Aquí en Monterrey no se puede aspirar a ser un "pueblo bicicletero", eso es una ofensa al progreso, un signo de atraso, andar a pie o en bicicleta es para gente

pobre, sin educación y sin aspiraciones. En el imaginario del regiomontano, lo que la gente pobre tiene que hacer es superarse, trabajar muy duro y comprarse un carro, exigir gasolinas baratas y más pasos a desnivel. Si no lo hacen es porque no quieren.
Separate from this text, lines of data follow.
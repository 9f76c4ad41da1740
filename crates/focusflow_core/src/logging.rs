//! Core logging bootstrap.
//!
//! # Responsibility
//! - Initialize file-based rolling logs exactly once per process.
//! - Emit stable, metadata-only diagnostic events from core.
//!
//! # Invariants
//! - Logging init is idempotent for the same level and directory.
//! - Re-initialization with a different level or directory is rejected.
//! - Initialization never panics.

use flexi_logger::{Cleanup, Criterion, FileSpec, Logger, LoggerHandle, Naming, WriteMode};
use log::info;
use once_cell::sync::OnceCell;
use std::path::{Path, PathBuf};

const LOG_FILE_BASENAME: &str = "focusflow";
const MAX_LOG_FILE_SIZE_BYTES: u64 = 10 * 1024 * 1024;
const MAX_LOG_FILES: usize = 5;

static LOGGING_STATE: OnceCell<LoggingState> = OnceCell::new();

struct LoggingState {
    level: &'static str,
    log_dir: PathBuf,
    _logger: LoggerHandle,
}

/// Initializes core logging with level and directory.
///
/// Returns `Ok(())` when logging is active, or a human-readable error
/// string when initialization fails or conflicts with an earlier init.
pub fn init_logging(level: &str, log_dir: &str) -> Result<(), String> {
    let level = normalize_level(level)?;
    let log_dir = normalize_log_dir(log_dir)?;
    let init_dir = log_dir.clone();

    let state = LOGGING_STATE.get_or_try_init(|| -> Result<LoggingState, String> {
        std::fs::create_dir_all(&init_dir).map_err(|err| {
            format!(
                "failed to create log directory `{}`: {err}",
                init_dir.display()
            )
        })?;

        let logger = Logger::try_with_str(level)
            .map_err(|err| format!("invalid log level `{level}`: {err}"))?
            .log_to_file(
                FileSpec::default()
                    .directory(init_dir.as_path())
                    .basename(LOG_FILE_BASENAME),
            )
            .rotate(
                Criterion::Size(MAX_LOG_FILE_SIZE_BYTES),
                Naming::Numbers,
                Cleanup::KeepLogFiles(MAX_LOG_FILES),
            )
            .write_mode(WriteMode::BufferAndFlush)
            .append()
            .format_for_files(flexi_logger::detailed_format)
            .start()
            .map_err(|err| format!("failed to start logger: {err}"))?;

        info!(
            "event=core_init module=board status=ok level={} log_dir={} version={}",
            level,
            init_dir.display(),
            env!("CARGO_PKG_VERSION")
        );

        Ok(LoggingState {
            level,
            log_dir: init_dir,
            _logger: logger,
        })
    })?;

    if state.log_dir != log_dir {
        return Err(format!(
            "logging already initialized at `{}`; refusing to switch to `{}`",
            state.log_dir.display(),
            log_dir.display()
        ));
    }
    if state.level != level {
        return Err(format!(
            "logging already initialized with level `{}`; refusing to switch to `{level}`",
            state.level
        ));
    }

    Ok(())
}

/// Returns `(level, log_dir)` when logging is active, `None` otherwise.
pub fn logging_status() -> Option<(&'static str, PathBuf)> {
    LOGGING_STATE
        .get()
        .map(|state| (state.level, state.log_dir.clone()))
}

/// Default log level for the current build mode.
pub fn default_log_level() -> &'static str {
    if cfg!(debug_assertions) {
        "debug"
    } else {
        "info"
    }
}

fn normalize_level(level: &str) -> Result<&'static str, String> {
    match level.trim().to_ascii_lowercase().as_str() {
        "trace" => Ok("trace"),
        "debug" => Ok("debug"),
        "info" => Ok("info"),
        "warn" | "warning" => Ok("warn"),
        "error" => Ok("error"),
        other => Err(format!(
            "unsupported log level `{other}`; expected trace|debug|info|warn|error"
        )),
    }
}

fn normalize_log_dir(log_dir: &str) -> Result<PathBuf, String> {
    let trimmed = log_dir.trim();
    if trimmed.is_empty() {
        return Err("log_dir cannot be empty".to_string());
    }
    let path = Path::new(trimmed);
    if !path.is_absolute() {
        return Err(format!("log_dir must be an absolute path, got `{trimmed}`"));
    }
    Ok(path.to_path_buf())
}
//! Pure query projection over board snapshots.
//!
//! # Responsibility
//! - Derive the filtered, searched, column-partitioned view consumed by
//!   presentation.
//! - Keep result shaping deterministic and side-effect free.
//!
//! # Invariants
//! - Input order (newest-first, as maintained by the store) is preserved
//!   within every column.
//! - Projection never mutates the snapshot.

use crate::model::task::{Column, Priority, Task};

/// Priority predicate: everything, or one exact level.
#[derive(Debug, Clone, Copy, Default, PartialEq, Eq)]
pub enum PriorityFilter {
    #[default]
    All,
    Only(Priority),
}

impl PriorityFilter {
    /// Normalizes raw filter input; `"all"` and anything unrecognized both
    /// mean no filtering.
    pub fn parse(value: &str) -> Self {
        match Priority::parse(value) {
            Some(priority) => Self::Only(priority),
            None => Self::All,
        }
    }

    fn matches(self, priority: Priority) -> bool {
        match self {
            Self::All => true,
            Self::Only(only) => only == priority,
        }
    }
}

/// Search and filter inputs for one projection.
#[derive(Debug, Clone, Default, PartialEq, Eq)]
pub struct BoardQuery {
    /// Free text matched case-insensitively against title, category and
    /// description. Empty matches everything.
    pub search: String,
    pub priority: PriorityFilter,
}

impl BoardQuery {
    /// Query that shows the whole board.
    pub fn all() -> Self {
        Self::default()
    }

    pub fn with_search(search: impl Into<String>) -> Self {
        Self {
            search: search.into(),
            ..Self::default()
        }
    }

    pub fn with_priority(priority: Priority) -> Self {
        Self {
            priority: PriorityFilter::Only(priority),
            ..Self::default()
        }
    }
}

/// Per-column sizes of the visible set.
#[derive(Debug, Clone, Copy, Default, PartialEq, Eq)]
pub struct ColumnCounts {
    pub today: usize,
    pub week: usize,
    pub done: usize,
}

impl ColumnCounts {
    pub fn total(self) -> usize {
        self.today + self.week + self.done
    }
}

/// The partitioned view: one ordered sequence per lifecycle column.
#[derive(Debug, Clone, Default, PartialEq, Eq)]
pub struct BoardView {
    pub today: Vec<Task>,
    pub week: Vec<Task>,
    pub done: Vec<Task>,
}

impl BoardView {
    pub fn counts(&self) -> ColumnCounts {
        ColumnCounts {
            today: self.today.len(),
            week: self.week.len(),
            done: self.done.len(),
        }
    }

    /// Size of the whole visible set across columns.
    pub fn visible_len(&self) -> usize {
        self.counts().total()
    }
}

/// Projects a snapshot into the partitioned view.
///
/// A task is visible when the lowercased search text is a substring of its
/// title, category or description (absent fields behave as empty strings)
/// AND its priority passes the filter.
pub fn project(tasks: &[Task], query: &BoardQuery) -> BoardView {
    let needle = query.search.to_lowercase();
    let mut view = BoardView::default();

    for task in tasks {
        if !matches_text(task, &needle) || !query.priority.matches(task.priority) {
            continue;
        }

        let bucket = match task.column {
            Column::Today => &mut view.today,
            Column::Week => &mut view.week,
            Column::Done => &mut view.done,
        };
        bucket.push(task.clone());
    }

    view
}

fn matches_text(task: &Task, needle: &str) -> bool {
    if needle.is_empty() {
        return true;
    }

    task.title.to_lowercase().contains(needle)
        || task.category.to_lowercase().contains(needle)
        || task.desc.to_lowercase().contains(needle)
}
Pero lo peor es cuando, después de un accidente en donde muere un peatón o un ciclista, escucho expertos y funcionarios de alto nivel decir: es que no hay cultura, si saben que no hay espacios para andar en bicicleta para qué salen, lo hacen bajo su propio riesgo, cómo es posible que crucen ahí. El clímax del absurdo: quitarle la bicicleta a los ciclistas e imponerle pagos superiores al valor de la bicicleta para rescatarla cuando no se les provee de lo más básico para hacerlo; dicho de otro modo: no te proporciono lo más básico y si tú lo buscas, te castigo.

Todos esos enfoques son discriminatorios, clasistas e inhumanos. Funcionarios públicos y especialistas se olvidan que el 12% de los viajes se hacen caminando o en bicicleta (1.25 millones de viajes por día), de 1997 a 2016 han muerto cuando menos 172 ciclistas y que, además de las personas que se mueven en bicicleta por gusto, hay casi 60,000 hogares en donde la bicicleta es un medio de trabajo.

Cuando menos, 126,000 viajes todos los días de albañiles, carpinteros, plomeros, jardineros, vendedores de fruta, flores y verduras.

Pero, sobre todo, se olvidan de que se trata de personas y que sólo por esa condición merecen respeto, protección y seguridad. No son más ni son menos, son tan regiomontanos como tú y como yo.

Juan Manuel, el último en el título de esta columna, no está en el panteón de los regiomontanos ilustres, pero debería. Debería porque se rifaba la vida todos los días, utilizaba los espacios residuales de la Ecovía para ir al trabajo en bicicleta por una sencilla razón: Ecovía 40 minutos, en bicicleta 20 minutos. También porque comparte con Radames, otro que se la rifaba todos los días, un absurdo de lo que identificamos como "progreso": un auto lo mató.